To do >> Below are some entries. Copy each line that holds the string "cloned".

Stored data entries
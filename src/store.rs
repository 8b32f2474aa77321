use crate::models::{Extension, ForkRank, MemberKind, RankMember, RankMode};
use async_trait::async_trait;
use sqlx::postgres::PgPoolOptions;
use sqlx::{PgPool, Row};
use std::collections::HashMap;
use tracing::info;

#[derive(Debug, thiserror::Error)]
pub enum StoreError {
    #[error("store query failed: {0}")]
    Query(#[from] sqlx::Error),
}

/// Read-only loader of extension, fork-rank and membership records. The tree
/// builder issues many point queries per request, concurrently within a
/// discovery layer.
#[async_trait]
pub trait RoutingStore: Send + Sync {
    async fn extension_by_number(&self, number: &str) -> Result<Option<Extension>, StoreError>;
    async fn extension_by_id(&self, id: i32) -> Result<Option<Extension>, StoreError>;
    /// Fork ranks of an extension in index order, each with its members in
    /// stored order.
    async fn fork_ranks_for(&self, extension_id: i32) -> Result<Vec<ForkRank>, StoreError>;
}

const EXTENSION_COLUMNS: &str = "id, number, name, short_name, yate_id, outgoing_extension, \
     outgoing_name, dialout_allowed, ringback, forwarding_delay, forwarding_extension_id, \
     lang, type, forwarding_mode";

/// Postgres-backed store gateway.
pub struct PgStore {
    pool: PgPool,
}

impl PgStore {
    pub async fn connect(url: &str, max_connections: u32) -> Result<Self, StoreError> {
        let pool = PgPoolOptions::new()
            .max_connections(max_connections)
            .connect(url)
            .await?;
        info!("connected to routing store");
        Ok(Self { pool })
    }

    pub fn with_pool(pool: PgPool) -> Self {
        Self { pool }
    }
}

#[async_trait]
impl RoutingStore for PgStore {
    async fn extension_by_number(&self, number: &str) -> Result<Option<Extension>, StoreError> {
        let query = format!("SELECT {} FROM extensions WHERE number = $1", EXTENSION_COLUMNS);
        Ok(sqlx::query_as::<_, Extension>(&query)
            .bind(number)
            .fetch_optional(&self.pool)
            .await?)
    }

    async fn extension_by_id(&self, id: i32) -> Result<Option<Extension>, StoreError> {
        let query = format!("SELECT {} FROM extensions WHERE id = $1", EXTENSION_COLUMNS);
        Ok(sqlx::query_as::<_, Extension>(&query)
            .bind(id)
            .fetch_optional(&self.pool)
            .await?)
    }

    async fn fork_ranks_for(&self, extension_id: i32) -> Result<Vec<ForkRank>, StoreError> {
        // Left join keeps ranks without members visible in the tree.
        let rows = sqlx::query(
            "SELECT r.id, r.extension_id, r.\"index\", r.delay, r.mode, \
                    m.extension_id AS member_extension_id, m.active, m.type AS member_type \
             FROM fork_ranks r \
             LEFT JOIN fork_rank_members m ON m.fork_rank_id = r.id \
             WHERE r.extension_id = $1 \
             ORDER BY r.\"index\", m.id",
        )
        .bind(extension_id)
        .fetch_all(&self.pool)
        .await?;

        let mut ranks: Vec<ForkRank> = Vec::new();
        for row in rows {
            let rank_id: i32 = row.try_get("id")?;
            if ranks.last().map(|r| r.id) != Some(rank_id) {
                ranks.push(ForkRank {
                    id: rank_id,
                    extension_id: row.try_get("extension_id")?,
                    index: row.try_get("index")?,
                    delay: row.try_get("delay")?,
                    mode: row.try_get("mode")?,
                    members: Vec::new(),
                });
            }
            let member_id: Option<i32> = row.try_get("member_extension_id")?;
            if let (Some(extension_id), Some(rank)) = (member_id, ranks.last_mut()) {
                rank.members.push(RankMember {
                    extension_id,
                    active: row.try_get("active")?,
                    kind: row.try_get("member_type")?,
                });
            }
        }
        Ok(ranks)
    }
}

/// In-process store used by tests and single-host fixtures.
#[derive(Default)]
pub struct MemoryStore {
    by_id: HashMap<i32, Extension>,
    by_number: HashMap<String, i32>,
    ranks: HashMap<i32, Vec<ForkRank>>,
}

impl MemoryStore {
    pub fn new() -> Self {
        Self::default()
    }

    pub fn insert(&mut self, extension: Extension) {
        self.by_number.insert(extension.number.clone(), extension.id);
        self.by_id.insert(extension.id, extension);
    }

    /// Register a fork rank for an extension; members ring in the given
    /// order, ranks in insertion order.
    pub fn insert_rank(
        &mut self,
        extension_id: i32,
        mode: RankMode,
        delay: Option<i32>,
        members: Vec<RankMember>,
    ) {
        let ranks = self.ranks.entry(extension_id).or_default();
        let index = ranks.len() as i32;
        ranks.push(ForkRank {
            id: extension_id * 100 + index,
            extension_id,
            index,
            delay,
            mode,
            members,
        });
    }
}

pub fn member(extension_id: i32, active: bool) -> RankMember {
    RankMember {
        extension_id,
        active,
        kind: MemberKind::Default,
    }
}

#[async_trait]
impl RoutingStore for MemoryStore {
    async fn extension_by_number(&self, number: &str) -> Result<Option<Extension>, StoreError> {
        Ok(self
            .by_number
            .get(number)
            .and_then(|id| self.by_id.get(id))
            .cloned())
    }

    async fn extension_by_id(&self, id: i32) -> Result<Option<Extension>, StoreError> {
        Ok(self.by_id.get(&id).cloned())
    }

    async fn fork_ranks_for(&self, extension_id: i32) -> Result<Vec<ForkRank>, StoreError> {
        Ok(self.ranks.get(&extension_id).cloned().unwrap_or_default())
    }
}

Result for this task >>
            .cloned())
        Ok(self.by_id.get(&id).cloned())
        Ok(self.ranks.get(&extension_id).cloned().unwrap_or_default())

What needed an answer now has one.